A more detailed classification matrix helps the team move from alert to action.
| Severity level | Description and triggers | Example scenario | Primary regulatory lens | Initial actions |
|---|---|---|---|---|
| SEV 1 Crisis | Severe, widespread and ongoing impact, confirmed high-risk breach, systemic failure, or cross-border disruption | Ransomware encrypts production databases and confirms exfiltration of customer financial records | DORA, NIS2, GDPR | Activate crisis team, board escalation, regulatory reporting workflow, client communications, forensic evidence mode |
| SEV 2 Major | Significant operational disruption, large external impact, material data risk, critical service impact, or likely reporting threshold | API gateway failure affects 40 percent of clients for two hours with unknown root cause | DORA, NIS2, GDPR screening | Senior management escalation, legal and DPO review, impact quantification, preservation of logs and artifacts |
| SEV 3 Moderate | Limited incident, localized impact, contained quickly, potential data or critical-service relevance | Suspicious tokens used against a customer dashboard with limited confirmed access | GDPR screening, ISO/IEC 27001 evidence | Incident commander review, privacy assessment, decision log, targeted forensic analysis |
| SEV 4 Low | Minor event or policy violation with no material impact | Blocked phishing email reported by employee | Internal ISMS | Log event, confirm controls worked, trend analysis |
| SEV 5 Informational | No confirmed incident, monitoring or intelligence only | Threat intelligence alert with no matching internal telemetry | Internal ISMS | Monitor, enrich, close or escalate if indicators appear |
The model should be embedded in policy rather than left to the strongest voice on the bridge. The SME Incident Response Policy-sme Incident Response Policy-sme - SME, Governance Requirements, clause 5.3.1, states:
“The General Manager, with input from the IT provider, must classify all incidents by severity within one hour of notification.”

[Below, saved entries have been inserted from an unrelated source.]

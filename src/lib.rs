//! Composes bootloader update images that carry device configuration.
//!
//! Two formats are supported: UF2 images for the USB mass storage bootloader, which hold
//! both the layout and the settings records, and Intel HEX images for the serial
//! bootloader, which hold only the layout record.
//!
//! # Examples
//!
//! ```
//! use fwpack::{compose_block_image, DeviceConfig, Layout, Settings};
//!
//! let device = DeviceConfig::default();
//! let image = compose_block_image(&device, &Layout::default(), &Settings::default(), None)?;
//!
//! assert_eq!(image.to_bytes().len(), 2 * 512);
//!
//! # Ok::<(), fwpack::Error>(())
//! ```

pub mod device;
mod error;
pub mod hexfile;
pub mod image;
pub mod record;
pub mod source;
pub mod uf2;

pub use device::{DeviceConfig, ExportKind, Format};
pub use error::{Error, RetrievalError};
pub use image::{compose_block_image, compose_record_image, BlockImage, RecordImage};
pub use record::{Layout, Settings};
pub use source::{FileSource, FirmwareSource, MemorySource};
use std::future::Future;
use std::time::Duration;

use async_trait::async_trait;
use bytes::Bytes;
use reqwest::{Client, Proxy};
use serde::de::DeserializeOwned;
use tracing::{debug, info, warn};

const USER_AGENT: &str =
    "Mozilla/5.0 (X11; Linux x86_64; rv:128.0) Gecko/20100101 Firefox/128.0";

#[derive(Debug, thiserror::Error)]
pub enum FetchError {
    #[error("request failed: {0}")]
    Transport(#[from] reqwest::Error),
    #[error("invalid JSON from {url}: {source}")]
    Decode {
        url: String,
        #[source]
        source: serde_json::Error,
    },
    #[error("tor control connection failed: {0}")]
    Control(#[from] std::io::Error),
    #[error("tor control rejected `{command}`: {reply}")]
    ControlRejected { command: String, reply: String },
}

#[derive(Debug, Clone)]
pub struct RawResponse {
    pub url: String,
    pub status: u16,
    pub body: Bytes,
}

impl RawResponse {
    pub fn text(&self) -> String {
        String::from_utf8_lossy(&self.body).into_owned()
    }

    pub fn json<T: DeserializeOwned>(&self) -> Result<T, FetchError> {
        serde_json::from_slice(&self.body).map_err(|source| FetchError::Decode {
            url: self.url.clone(),
            source,
        })
    }
}

#[async_trait]
pub trait Fetcher: Send + Sync {
    async fn fetch(&self, url: &str) -> Result<RawResponse, FetchError>;
}

/// Switches the network identity used for the next request.
#[async_trait]
pub trait IdentityRotator: Send + Sync {
    async fn rotate(&self) -> Result<(), FetchError>;
}

pub fn build_client(proxy_url: Option<&str>, timeout: Option<Duration>) -> Result<Client, FetchError> {
    // no idle connections: a pooled stream would keep the previous circuit
    let mut builder = Client::builder()
        .user_agent(USER_AGENT)
        .pool_max_idle_per_host(0);

    if let Some(proxy_url) = proxy_url {
        builder = builder.proxy(Proxy::all(proxy_url)?);
    }
    if let Some(timeout) = timeout {
        builder = builder.timeout(timeout);
    }

    Ok(builder.build()?)
}

/// HTTP fetcher whose identity is rotated after every request.
pub struct AnonymizedFetcher<R> {
    client: Client,
    rotator: R,
    ip_echo_url: Option<String>,
}

impl<R: IdentityRotator> AnonymizedFetcher<R> {
    pub fn new(client: Client, rotator: R, ip_echo_url: Option<String>) -> Self {
        Self {
            client,
            rotator,
            ip_echo_url,
        }
    }

    pub fn rotator(&self) -> &R {
        &self.rotator
    }

    /// Runs `call` on the current identity, then rotates it whatever the
    /// outcome. A failed rotation overrides the call's result.
    pub async fn with_identity<T, F, Fut>(&self, call: F) -> Result<T, FetchError>
    where
        F: FnOnce() -> Fut,
        Fut: Future<Output = Result<T, FetchError>>,
    {
        let outcome = call().await;

        if let Err(err) = self.rotator.rotate().await {
            if let Err(call_err) = &outcome {
                warn!(error = %call_err, "Request failed before identity rotation");
            }
            return Err(err);
        }

        outcome
    }

    async fn egress_ip(&self) -> Option<String> {
        let echo_url = self.ip_echo_url.as_deref()?;
        let lookup = async { self.client.get(echo_url).send().await?.text().await };

        match lookup.await {
            Ok(ip) => Some(ip.trim().to_string()),
            Err(e) => {
                warn!(error = %e, "Egress IP lookup failed");
                None
            }
        }
    }
}

#[async_trait]
impl<R: IdentityRotator> Fetcher for AnonymizedFetcher<R> {
    async fn fetch(&self, url: &str) -> Result<RawResponse, FetchError> {
        self.with_identity(|| async move {
            let egress_ip = self.egress_ip().await;
            info!(
                url,
                egress_ip = egress_ip.as_deref().unwrap_or("unknown"),
                "Fetching"
            );

            let res = self.client.get(url).send().await?;
            let status = res.status().as_u16();
            debug!(url, status, "Response received");

            Ok::<_, FetchError>(RawResponse {
                url: url.to_string(),
                status,
                body: res.bytes().await?,
            })
        })
        .await
    }
}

The same SME policy, Risk Treatment and Exceptions, clause 7.4.1, adds:
“Where customer data is involved, the General Manager must assess legal notification obligations based on the applicability of GDPR, NIS2, or DORA.”
For larger organizations, the enterprise Incident Response Policy Incident Response Policy, Governance Requirements, clause 5.3, formalizes the same concept:
“Incident classification shall follow a tiered model:”

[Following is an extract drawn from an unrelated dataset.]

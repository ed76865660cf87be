pub mod config;
pub mod crawler;
pub mod storage;
pub mod telemetry;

The policy language matters because regulators and auditors will ask whether classification criteria existed before the incident. A matrix invented after the fact is weak evidence. A matrix approved, trained, exercised and used consistently is defensible.
The decision log: the most important evidence artifact
When auditors, regulators or board members review an incident, they rarely ask only, “What happened?” They ask, “When did you know, who decided, based on what evidence, and why did you not notify earlier?”
That is why Clarysec recommends a severity decision log for every SEV 3 and above event, and for any event involving personal data, critical services, financial customers, managed services, cloud infrastructure or cross-border impact.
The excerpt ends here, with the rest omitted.